Your objective »
Your output must consist solely of the lines from the one containing "fn category(&self) -> BehaviorCategory;" through the end of the records, reproduced exactly.

Records from a data collection
//! Swappable duck behaviors.
//!
//! Every strategy implements [`Behavior`] and is shared as an
//! `Arc<dyn Behavior>` so a duck's binding can be replaced without touching
//! the strategy itself. [`BehaviorRegistry`] maps implementation names to the
//! shared instances that overrides and catalog files refer to.

pub mod registry;
pub mod strategies;

use crate::catalog::BehaviorCategory;
use std::fmt;
use std::sync::Arc;

pub use registry::BehaviorRegistry;
pub use strategies::{BuiltinBehavior, ScriptedBehavior};

/// A named strategy for one behavior category.
pub trait Behavior: fmt::Debug + Send + Sync {
    /// Implementation name used by catalogs and overrides.
    fn name(&self) -> &str;

    /// The category this strategy can be bound under.
    fn category(&self) -> BehaviorCategory;

    /// Perform the behavior and describe the outcome.
    fn execute(&self) -> String;
}

pub type SharedBehavior = Arc<dyn Behavior>;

Answer section »
    fn category(&self) -> BehaviorCategory;

    /// Perform the behavior and describe the outcome.
    fn execute(&self) -> String;
}

pub type SharedBehavior = Arc<dyn Behavior>;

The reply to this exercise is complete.